• **Task to carry out**
Which lines below contain the word "second"? Copy each of them.

Collected data
_____
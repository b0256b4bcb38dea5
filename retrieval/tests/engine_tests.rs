use retrieval::{rank, vectorize, Corpus, DocInput};

fn doc(id: &str, text: &str) -> DocInput {
    DocInput {
        id: id.to_string(),
        name: format!("{id}.md"),
        text: text.to_string(),
    }
}

fn approx(a: f32, b: f32) {
    assert!((a - b).abs() < 1e-3, "expected {b}, got {a}");
}

#[test]
fn two_document_scenario() {
    // D1 = "cat dog", D2 = "cat cat fish", N = 2.
    // idf(cat) = ln(3/3)+1 = 1.0, idf(dog) = idf(fish) = ln(3/2)+1 ~ 1.4055.
    let corpus = Corpus::build(vec![doc("d1", "cat dog"), doc("d2", "cat cat fish")]).unwrap();

    assert_eq!(corpus.doc_frequency("cat"), 2);
    assert_eq!(corpus.doc_frequency("dog"), 1);
    assert_eq!(corpus.doc_frequency("fish"), 1);

    let d1 = &corpus.docs()[0];
    approx(d1.weights["cat"], 1.0);
    approx(d1.weights["dog"], 1.4055);
    approx(d1.norm, 1.7250);

    let d2 = &corpus.docs()[1];
    approx(d2.weights["cat"], 2.0);
    approx(d2.weights["fish"], 1.4055);
    approx(d2.norm, 2.4445);

    let (q, q_norm) = vectorize("cat", &corpus);
    approx(q["cat"], 1.0);
    approx(q_norm, 1.0);

    let hits = corpus.retrieve("cat", 2);
    assert_eq!(hits.len(), 2);
    assert_eq!(hits[0].id, "d2");
    approx(hits[0].score, 0.8182);
    assert_eq!(hits[1].id, "d1");
    approx(hits[1].score, 0.5797);
}

#[test]
fn scores_are_within_unit_interval() {
    let corpus = Corpus::build(vec![
        doc("a", "the quick brown fox"),
        doc("b", "quick quick fox"),
        doc("c", "lazy dog"),
    ])
    .unwrap();
    for query in ["quick fox", "dog", "quick brown fox lazy dog", "zebra"] {
        for hit in corpus.retrieve(query, 10) {
            assert!(hit.score > 0.0 && hit.score <= 1.0, "score {} for {query:?}", hit.score);
        }
    }
}

#[test]
fn identical_document_scores_one() {
    let corpus = Corpus::build(vec![doc("a", "alpha beta"), doc("b", "gamma")]).unwrap();
    let hits = corpus.retrieve("alpha beta", 1);
    assert_eq!(hits[0].id, "a");
    approx(hits[0].score, 1.0);
}

#[test]
fn zero_scores_are_excluded_even_under_k() {
    let corpus = Corpus::build(vec![doc("a", "cat"), doc("b", "dog")]).unwrap();
    let hits = corpus.retrieve("cat", 5);
    assert_eq!(hits.len(), 1);
    assert_eq!(hits[0].id, "a");
}

#[test]
fn k_zero_yields_empty() {
    let corpus = Corpus::build(vec![doc("a", "cat")]).unwrap();
    assert!(corpus.retrieve("cat", 0).is_empty());
}

#[test]
fn empty_corpus_yields_empty_for_any_query() {
    let corpus = Corpus::build(Vec::new()).unwrap();
    assert!(corpus.retrieve("anything at all", 10).is_empty());
    assert!(corpus.retrieve("", 10).is_empty());
}

#[test]
fn empty_query_yields_empty() {
    let corpus = Corpus::build(vec![doc("a", "cat dog")]).unwrap();
    assert!(corpus.retrieve("", 5).is_empty());
    assert!(corpus.retrieve("...!!!", 5).is_empty());
}

#[test]
fn unseen_terms_still_produce_a_valid_vector() {
    let corpus = Corpus::build(vec![doc("a", "cat dog")]).unwrap();
    let (q, q_norm) = vectorize("zebra unicorn", &corpus);
    // df = 0 everywhere: idf = ln(2/1)+1, still strictly positive
    assert!(q["zebra"] > 0.0);
    assert!(q["unicorn"] > 0.0);
    assert!(q_norm > 0.0);
    // no overlap with the corpus, so no hits, but no panic either
    assert!(corpus.retrieve("zebra unicorn", 3).is_empty());
}

#[test]
fn equal_scores_keep_build_order() {
    // Identical texts score identically against any query; build order must
    // decide their relative rank.
    let corpus = Corpus::build(vec![
        doc("first", "cat dog"),
        doc("second", "cat dog"),
        doc("third", "cat dog"),
    ])
    .unwrap();
    let hits = corpus.retrieve("cat", 3);
    let ids: Vec<&str> = hits.iter().map(|h| h.id.as_str()).collect();
    assert_eq!(ids, ["first", "second", "third"]);
    assert!((hits[0].score - hits[2].score).abs() < f32::EPSILON);
}

#[test]
fn results_are_sorted_descending() {
    let corpus = Corpus::build(vec![
        doc("a", "cat"),
        doc("b", "cat cat"),
        doc("c", "cat mouse bird"),
    ])
    .unwrap();
    let hits = corpus.retrieve("cat", 3);
    for pair in hits.windows(2) {
        assert!(pair[0].score >= pair[1].score);
    }
}

#[test]
fn k_truncates_results() {
    let corpus = Corpus::build(vec![doc("a", "cat"), doc("b", "cat"), doc("c", "cat")]).unwrap();
    assert_eq!(corpus.retrieve("cat", 2).len(), 2);
    assert_eq!(corpus.retrieve("cat", 100).len(), 3);
}

#[test]
fn rank_accepts_a_prebuilt_query_vector() {
    let corpus = Corpus::build(vec![doc("a", "cat dog"), doc("b", "fish")]).unwrap();
    let (q, q_norm) = vectorize("cat", &corpus);
    let hits = rank(&q, q_norm, &corpus, 10);
    assert_eq!(hits.len(), 1);
    assert_eq!(hits[0].id, "a");
}

#[test]
fn arbitrary_text_never_fails_build() {
    let corpus = Corpus::build(vec![
        doc("binary", "\u{0}\u{1}\u{2}garbage\u{fffd}"),
        doc("empty", ""),
        doc("unicode", "日本語だけ"),
    ])
    .unwrap();
    assert_eq!(corpus.len(), 3);
    // only the decodable ascii run survives tokenization
    assert_eq!(corpus.doc_frequency("garbage"), 1);
    assert_eq!(corpus.docs()[1].norm, 0.0);
    assert_eq!(corpus.docs()[2].norm, 0.0);
}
_____
• **Answer space**
        doc("second", "cat dog"),
    assert_eq!(ids, ["first", "second", "third"]);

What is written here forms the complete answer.